**Collected data entries**
----

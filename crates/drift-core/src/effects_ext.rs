use crate::{Dispose, after_commit, on_unmount, remember, scoped_effect};
use std::cell::RefCell;

/// Post-commit effect keyed on `key`.
///
/// `effect` runs after the first commit and after every commit where `key`
/// differs from the previously seen key. The `Dispose` it returns runs
/// before the next run and once at teardown.
pub fn use_effect<K: PartialEq + Clone + 'static>(
    key: K,
    effect: impl FnOnce() -> Dispose + 'static,
) {
    let last_key = remember(|| RefCell::new(None::<K>));
    let cleanup_slot = remember(|| RefCell::new(None::<Dispose>));
    let installed = remember(|| RefCell::new(false));

    // Install a single unmount disposer for this callsite.
    if !installed.replace(true) {
        let cleanup_slot = cleanup_slot.clone();
        scoped_effect(move || {
            on_unmount(move || {
                let d = cleanup_slot.borrow_mut().take();
                if let Some(d) = d {
                    d.run();
                }
            })
        });
    }

    let changed = last_key.borrow().as_ref() != Some(&key);
    if changed {
        *last_key.borrow_mut() = Some(key);
        after_commit(move || {
            let previous = cleanup_slot.borrow_mut().take();
            if let Some(d) = previous {
                d.run();
            }
            let d = effect();
            *cleanup_slot.borrow_mut() = Some(d);
        });
    }
}

/// Runs once at mount; the returned `Dispose` runs at teardown.
pub fn use_mount_effect(effect: impl FnOnce() -> Dispose + 'static) {
    use_effect((), effect);
}
#![allow(non_snake_case)]
//! The counter page and a draggable card, composed headlessly.

use drift_core::*;
use drift_ui::*;

pub const INCREMENT_LABEL: &str = "Add to A";

/// Counter page: a button that bumps `a`, a watcher that logs every change
/// after mount, and the static branding header.
pub fn RootView() -> View {
    let a = remember(|| signal(0i32));
    let value = a.get();

    use_watch(value, move || log::info!("{value}"));

    Column(Modifier::new().class("App")).with_children(vec![
        Column(
            Modifier::new()
                .class("App-header")
                .background(Color::from_hex("#282c34")),
        )
        .with_children(vec![
            Image("logo.svg", "logo").modifier(Modifier::new().class("App-logo")),
            Button(INCREMENT_LABEL, {
                let a = a.clone();
                move || a.update(|v| *v += 1)
            }),
            Text("Edit src/lib.rs and save to reload."),
            Link("Learn Rust", "https://www.rust-lang.org")
                .modifier(Modifier::new().class("App-link")),
        ]),
    ])
}

/// A single card that can be dragged and resized, with a toggle.
pub fn CardView() -> View {
    let card = use_interact(PositionOverride::new().width(240.0).height(160.0));
    let label = if card.is_enabled { "Lock" } else { "Unlock" };

    Box(Modifier::new()).with_children(vec![
        Box(card.modifier().class("card")).with_children(vec![Text(format!(
            "{} x {} at ({}, {})",
            card.position.width, card.position.height, card.position.x, card.position.y
        ))]),
        Button(label, {
            let card = card.clone();
            move || {
                if card.is_enabled {
                    card.disable()
                } else {
                    card.enable()
                }
            }
        }),
    ])
}

#[cfg(test)]
mod tests {
    use super::*;
    use drift_core::ViewKind;
    use drift_ui::interact::testing::FakeInteractor;
    use std::cell::RefCell;
    use std::rc::Rc;

    fn counter_text(view: &View) -> Option<String> {
        view.find(&|v| matches!(v.kind, ViewKind::Text { .. }))
            .and_then(|v| match &v.kind {
                ViewKind::Text { text, .. } => Some(text.clone()),
                _ => None,
            })
    }

    #[test]
    fn root_view_markup() {
        let composition = Composition::new();
        let view = composition.compose(RootView).unwrap();
        insta::assert_snapshot!(dump(&view).trim_end(), @r#"
        Column .App
          Column .App-header [background: #282c34]
            Image src="logo.svg" alt="logo" .App-logo
            Button "Add to A"
            Text "Edit src/lib.rs and save to reload."
            Link "Learn Rust" -> https://www.rust-lang.org .App-link
        "#);
    }

    #[test]
    fn clicking_requests_a_frame() {
        let composition = Composition::new();
        let view = composition.compose(RootView).unwrap();
        composition.take_frame_request();

        assert!(view.click(INCREMENT_LABEL));
        assert!(composition.take_frame_request());
        assert!(!composition.take_frame_request());
    }

    /// Counter values logged since the last call.
    fn logged_changes() -> Vec<String> {
        let out = RefCell::new(Vec::new());
        testing_logger::validate(|logs| {
            *out.borrow_mut() = logs
                .iter()
                .filter(|l| l.level == log::Level::Info && l.target == "counter")
                .map(|l| l.body.clone())
                .collect();
        });
        out.into_inner()
    }

    #[test]
    fn watcher_logs_each_change_after_mount() {
        testing_logger::setup();
        let composition = Composition::new();

        let first = composition.compose(RootView).unwrap();
        assert!(logged_changes().is_empty());

        assert!(first.click(INCREMENT_LABEL));
        let view = composition.compose(RootView).unwrap();
        assert!(view.click(INCREMENT_LABEL));
        composition.compose(RootView).unwrap();
        assert_eq!(logged_changes(), vec!["1", "2"]);

        // A handler captured on the first frame still targets the same state.
        assert!(first.click(INCREMENT_LABEL));
        composition.compose(RootView).unwrap();
        assert_eq!(logged_changes(), vec!["3"]);

        composition.compose(RootView).unwrap();
        assert!(logged_changes().is_empty());
    }

    #[test]
    fn card_follows_drags_and_toggles() {
        let composition = Composition::new();
        let fake = FakeInteractor::new();
        let backend: Rc<dyn Interactor> = fake.clone();
        let frame = || {
            let backend = backend.clone();
            composition
                .compose(move || with_interactor(backend, CardView))
                .unwrap()
        };

        let view = frame();
        let card = view
            .find(&|v| v.modifier.class.as_deref() == Some("card"))
            .and_then(|v| v.modifier.node_ref.clone())
            .unwrap();
        assert!(fake.emit_drag(card.id(), 5.0, -3.0));

        let view = frame();
        assert_eq!(counter_text(&view).as_deref(), Some("240 x 160 at (5, -3)"));

        assert!(view.click("Lock"));
        let view = frame();
        assert!(!fake.is_attached(card.id()));
        assert!(view.click("Unlock"));
        frame();
        assert!(fake.is_attached(card.id()));
    }
}
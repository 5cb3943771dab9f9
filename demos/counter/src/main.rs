use std::rc::Rc;

use counter::{CardView, INCREMENT_LABEL, RootView};
use drift_core::{Composition, PointerEvent, Rect};
use drift_ui::{Interactor, PointerInteractor, dump, with_interactor};

fn run_counter() -> anyhow::Result<()> {
    let composition = Composition::new();
    let mut view = composition.compose(RootView)?;
    log::info!("mounted:\n{}", dump(&view));

    for _ in 0..3 {
        if !view.click(INCREMENT_LABEL) {
            anyhow::bail!("button {INCREMENT_LABEL:?} not found");
        }
        if composition.take_frame_request() {
            view = composition.compose(RootView)?;
        }
    }
    composition.dispose();
    Ok(())
}

fn run_card() -> anyhow::Result<()> {
    let composition = Composition::new();
    let pointer = Rc::new(PointerInteractor::new());
    let backend: Rc<dyn Interactor> = pointer.clone();
    let frame = || {
        let backend = backend.clone();
        composition.compose(move || with_interactor(backend, CardView))
    };

    let view = frame()?;
    let card = view
        .find(&|v| v.modifier.class.as_deref() == Some("card"))
        .and_then(|v| v.modifier.node_ref.clone())
        .ok_or_else(|| anyhow::anyhow!("card view is missing its node ref"))?;
    pointer.set_bounds(card.id(), Rect::new(0.0, 0.0, 240.0, 160.0));

    // Drag from the middle, then pull the bottom-right corner out.
    let gestures = [
        PointerEvent::down(120.0, 80.0),
        PointerEvent::moved(150.0, 100.0),
        PointerEvent::up(150.0, 100.0),
        PointerEvent::down(268.0, 178.0),
        PointerEvent::moved(300.0, 200.0),
        PointerEvent::up(300.0, 200.0),
    ];
    for event in &gestures {
        pointer.handle_pointer(event);
        if composition.take_frame_request() {
            let view = frame()?;
            log::info!("card:\n{}", dump(&view));
        }
    }
    composition.dispose();
    Ok(())
}

fn main() -> anyhow::Result<()> {
    env_logger::Builder::from_env(env_logger::Env::default().default_filter_or("info")).init();
    run_counter()?;
    run_card()
}
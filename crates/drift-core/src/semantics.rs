/// High‑level semantic role of a view, similar to ARIA roles.
#[derive(Clone, Copy, Debug, PartialEq, Eq)]
pub enum Role {
    Text,
    Button,
    Image,
    Link,
}

/// Semantics attached to a `View`, used to build the accessibility tree.
#[derive(Clone, Debug, PartialEq)]
pub struct Semantics {
    /// Primary role of this node (what kind of thing it is).
    pub role: Role,
    /// Human‑readable label for screen readers.
    pub label: Option<String>,
    /// Whether this node is actionable; disabled nodes remain in the tree
    /// but are marked not enabled.
    pub enabled: bool,
}

impl Semantics {
    pub fn new(role: Role) -> Self {
        Self {
            role,
            label: None,
            enabled: true,
        }
    }

    pub fn label(mut self, label: impl Into<String>) -> Self {
        self.label = Some(label.into());
        self
    }
}
use std::fmt;

use draft_attachments::UploadError;

/// Central error types for the RelayChat app
#[derive(Debug)]
pub enum AppError {
    /// Database error (rusqlite)
    Database(rusqlite::Error),
    /// Filesystem error
    Filesystem(std::io::Error),
    /// Validation error (e.g. invalid inputs)
    Validation(String),
    /// Resource not found
    NotFound(String),
    /// Attachment upload error
    Upload(UploadError),
    /// Serialization error (stored JSON columns)
    Serialization(serde_json::Error),
    /// General error
    #[allow(dead_code)]
    Other(String),
}

impl fmt::Display for AppError {
    fn fmt(&self, f: &mut fmt::Formatter) -> fmt::Result {
        match self {
            AppError::Database(e) => write!(f, "Database error: {}", e),
            AppError::Filesystem(e) => write!(f, "Filesystem error: {}", e),
            AppError::Validation(msg) => write!(f, "Validation error: {}", msg),
            AppError::NotFound(msg) => write!(f, "Not found: {}", msg),
            AppError::Upload(e) => write!(f, "Upload error: {}", e),
            AppError::Serialization(e) => write!(f, "Serialization error: {}", e),
            AppError::Other(msg) => write!(f, "{}", msg),
        }
    }
}

impl std::error::Error for AppError {}

// Conversions from other error types
impl From<rusqlite::Error> for AppError {
    fn from(e: rusqlite::Error) -> Self {
        AppError::Database(e)
    }
}

impl From<std::io::Error> for AppError {
    fn from(e: std::io::Error) -> Self {
        AppError::Filesystem(e)
    }
}

impl From<UploadError> for AppError {
    fn from(e: UploadError) -> Self {
        AppError::Upload(e)
    }
}

impl From<serde_json::Error> for AppError {
    fn from(e: serde_json::Error) -> Self {
        AppError::Serialization(e)
    }
}

/// User-friendly error messages for UI
impl AppError {
    pub fn user_message(&self) -> String {
        match self {
            AppError::Database(_) => "A database error occurred. Please try again.".to_string(),
            AppError::Filesystem(_) => {
                "Error accessing files. Please check app permissions.".to_string()
            }
            AppError::Validation(msg) => msg.clone(),
            AppError::NotFound(msg) => format!("{} was not found.", msg),
            AppError::Upload(_) => "Upload failed. Tap the attachment to retry.".to_string(),
            AppError::Serialization(_) => "Stored data could not be read.".to_string(),
            AppError::Other(msg) => msg.clone(),
        }
    }
}
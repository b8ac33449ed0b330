//! State of an in-progress post edit.
//!
//! While a post is being edited its attachments live here instead of the
//! draft store. Transfer tasks write replacement records through the
//! `EditSession` trait; the UI listens on the watch channel and re-reads the
//! file list when it fires.

use std::sync::{Arc, Mutex, MutexGuard};

use draft_attachments::{EditSession, FileInfo};
use tokio::sync::watch;

pub struct ActiveEditSession {
    post_id: String,
    files: Mutex<Vec<FileInfo>>,
    changed: watch::Sender<u64>,
}

impl ActiveEditSession {
    fn lock_files(&self) -> MutexGuard<'_, Vec<FileInfo>> {
        self.files.lock().unwrap_or_else(|e| e.into_inner())
    }

    fn notify(&self) {
        self.changed.send_modify(|v| *v += 1);
    }
}

impl EditSession for ActiveEditSession {
    fn update_file(&self, file: &FileInfo) {
        let mut files = self.lock_files();
        match files.iter_mut().find(|f| f.client_id == file.client_id) {
            Some(slot) => *slot = file.clone(),
            None => {
                log::warn!(
                    "Update for attachment {} not part of edit of post {}",
                    file.client_id,
                    self.post_id
                );
                return;
            }
        }
        drop(files);
        self.notify();
    }
}

/// Cloneable handle to one edit session
#[derive(Clone)]
pub struct EditSessionHandle(Arc<ActiveEditSession>);

impl PartialEq for EditSessionHandle {
    fn eq(&self, other: &Self) -> bool {
        Arc::ptr_eq(&self.0, &other.0)
    }
}

impl EditSessionHandle {
    pub fn new(post_id: &str, files: Vec<FileInfo>) -> Self {
        let (changed, _) = watch::channel(0);
        Self(Arc::new(ActiveEditSession {
            post_id: post_id.to_string(),
            files: Mutex::new(files),
            changed,
        }))
    }

    /// Receiver that fires whenever the file list changes
    pub fn subscribe(&self) -> watch::Receiver<u64> {
        self.0.changed.subscribe()
    }

    pub fn files(&self) -> Vec<FileInfo> {
        self.0.lock_files().clone()
    }

    pub fn remove_file(&self, client_id: &str) {
        self.0.lock_files().retain(|f| f.client_id != client_id);
        self.0.notify();
    }

    /// The session as the trait object the upload routing expects
    pub fn session(&self) -> Arc<dyn EditSession> {
        self.0.clone()
    }
}
#[cfg(test)]
mod tests {
    use super::*;
    use crate::route::tests::{RecordingSession, RecordingStore};
    use std::time::Duration;

    fn missing_file(client_id: &str, failed: bool) -> FileInfo {
        FileInfo {
            client_id: client_id.to_string(),
            id: None,
            name: "report.pdf".to_string(),
            mime_type: "application/pdf".to_string(),
            size: 4096,
            bytes_read: 0,
            failed,
            local_path: "/nonexistent/report.pdf".to_string(),
        }
    }

    async fn wait_for<F: Fn() -> bool>(condition: F) {
        for _ in 0..200 {
            if condition() {
                return;
            }
            tokio::time::sleep(Duration::from_millis(10)).await;
        }
        panic!("condition not met within timeout");
    }

    #[tokio::test]
    async fn test_failed_transfer_routes_failed_record_back() {
        let manager = UploadManager::new(UploadManagerConfig::default());
        let store = Arc::new(RecordingStore::default());

        manager.prepare_upload(
            "http://localhost:0",
            missing_file("c1", false),
            "ch1",
            "",
            0,
            UpdateRoute::Draft(store.clone()),
        );

        wait_for(|| !store.writes.lock().unwrap().is_empty()).await;

        let writes = store.writes.lock().unwrap();
        assert_eq!(writes.len(), 1);
        let (channel_id, root_id, record) = &writes[0];
        assert_eq!(channel_id, "ch1");
        assert_eq!(root_id, "");
        assert_eq!(record.client_id, "c1");
        assert!(record.failed);
    }

    #[tokio::test]
    async fn test_in_flight_entry_is_cleaned_up_after_failure() {
        let manager = UploadManager::new(UploadManagerConfig::default());
        let store = Arc::new(RecordingStore::default());

        manager.prepare_upload(
            "http://localhost:0",
            missing_file("c1", false),
            "ch1",
            "",
            0,
            UpdateRoute::Draft(store.clone()),
        );

        let probe = manager.clone();
        wait_for(move || !probe.is_uploading("c1")).await;
        assert!(!manager.is_uploading("c1"));
    }

    #[tokio::test]
    async fn test_duplicate_prepare_is_skipped() {
        let manager = UploadManager::new(UploadManagerConfig::default());
        let store = Arc::new(RecordingStore::default());

        manager.test_mark_in_flight("c1");
        assert!(manager.is_uploading("c1"));

        manager.prepare_upload(
            "http://localhost:0",
            missing_file("c1", false),
            "ch1",
            "",
            0,
            UpdateRoute::Draft(store.clone()),
        );

        // The skipped request never spawns a transfer, so no write-back happens
        tokio::time::sleep(Duration::from_millis(100)).await;
        assert!(store.writes.lock().unwrap().is_empty());
        assert!(manager.is_uploading("c1"));

        assert!(manager.cancel_upload("c1"));
        assert!(!manager.is_uploading("c1"));
    }

    #[tokio::test]
    async fn test_cancel_unknown_upload_returns_false() {
        let manager = UploadManager::new(UploadManagerConfig::default());
        assert!(!manager.cancel_upload("missing"));
    }

    #[test]
    fn test_zero_size_file_reports_complete_progress() {
        assert_eq!(chunk_progress(0, 0), 1.0);
    }

    #[test]
    fn test_partial_progress_fraction() {
        assert_eq!(chunk_progress(512, 1024), 0.5);
        assert_eq!(chunk_progress(1024, 1024), 1.0);
    }

    #[test]
    fn test_retry_is_noop_unless_failed() {
        let manager = UploadManager::new(UploadManagerConfig::default());
        let store = Arc::new(RecordingStore::default());
        let file = missing_file("c1", false);

        let subscription = retry_file_upload(
            &manager,
            "http://localhost:0",
            &file,
            "ch1",
            "",
            UpdateRoute::Draft(store.clone()),
            Arc::new(|_| {}),
        );

        assert!(subscription.is_none());
        assert!(store.writes.lock().unwrap().is_empty());
        assert!(!manager.is_uploading("c1"));
    }

    #[tokio::test]
    async fn test_retry_persists_cleared_copy_and_registers_once() {
        let manager = UploadManager::new(UploadManagerConfig::default());
        let store = Arc::new(RecordingStore::default());
        let file = missing_file("c1", true);

        let subscription = retry_file_upload(
            &manager,
            "http://localhost:0",
            &file,
            "ch1",
            "root1",
            UpdateRoute::Draft(store.clone()),
            Arc::new(|_| {}),
        );
        let mut subscription = subscription.expect("retry of a failed file returns a guard");

        // The original record is untouched; the persisted copy is cleared
        assert!(file.failed);
        {
            let writes = store.writes.lock().unwrap();
            assert!(!writes.is_empty());
            assert!(!writes[0].2.failed);
            assert_eq!(writes[0].2.client_id, "c1");
        }

        // Exactly one registration, released with the guard
        assert!(manager.registry().is_registered("c1"));
        subscription.release();
        assert!(!manager.registry().is_registered("c1"));

        // The restarted transfer fails (missing file) and writes back once more
        wait_for(|| store.writes.lock().unwrap().len() >= 2).await;
        let writes = store.writes.lock().unwrap();
        assert!(writes.last().unwrap().2.failed);
    }

    #[tokio::test]
    async fn test_retry_in_edit_mode_uses_session_not_store() {
        let manager = UploadManager::new(UploadManagerConfig::default());
        let session = Arc::new(RecordingSession::default());
        let file = missing_file("c1", true);

        let subscription = retry_file_upload(
            &manager,
            "http://localhost:0",
            &file,
            "ch1",
            "",
            UpdateRoute::Edit(session.clone()),
            Arc::new(|_| {}),
        );
        assert!(subscription.is_some());

        let updates = session.updates.lock().unwrap();
        assert!(!updates.is_empty());
        assert!(!updates[0].failed);
    }
}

----

**What you will do**
The first line of the entries above and every line after it, up to and including the line with "card, composed headlessly.", should be set down exactly.

**Task output**
filename crates/drift-core/src/effects_ext.rs
use crate::{Dispose, after_commit, on_unmount, remember, scoped_effect};
use std::cell::RefCell;

/// Post-commit effect keyed on `key`.
///
/// `effect` runs after the first commit and after every commit where `key`
/// differs from the previously seen key. The `Dispose` it returns runs
/// before the next run and once at teardown.
pub fn use_effect<K: PartialEq + Clone + 'static>(
    key: K,
    effect: impl FnOnce() -> Dispose + 'static,
) {
    let last_key = remember(|| RefCell::new(None::<K>));
    let cleanup_slot = remember(|| RefCell::new(None::<Dispose>));
    let installed = remember(|| RefCell::new(false));

    // Install a single unmount disposer for this callsite.
    if !installed.replace(true) {
        let cleanup_slot = cleanup_slot.clone();
        scoped_effect(move || {
            on_unmount(move || {
                let d = cleanup_slot.borrow_mut().take();
                if let Some(d) = d {
                    d.run();
                }
            })
        });
    }

    let changed = last_key.borrow().as_ref() != Some(&key);
    if changed {
        *last_key.borrow_mut() = Some(key);
        after_commit(move || {
            let previous = cleanup_slot.borrow_mut().take();
            if let Some(d) = previous {
                d.run();
            }
            let d = effect();
            *cleanup_slot.borrow_mut() = Some(d);
        });
    }
}

/// Runs once at mount; the returned `Dispose` runs at teardown.
pub fn use_mount_effect(effect: impl FnOnce() -> Dispose + 'static) {
    use_effect((), effect);
}
#![allow(non_snake_case)]
//! The counter page and a draggable card, composed headlessly.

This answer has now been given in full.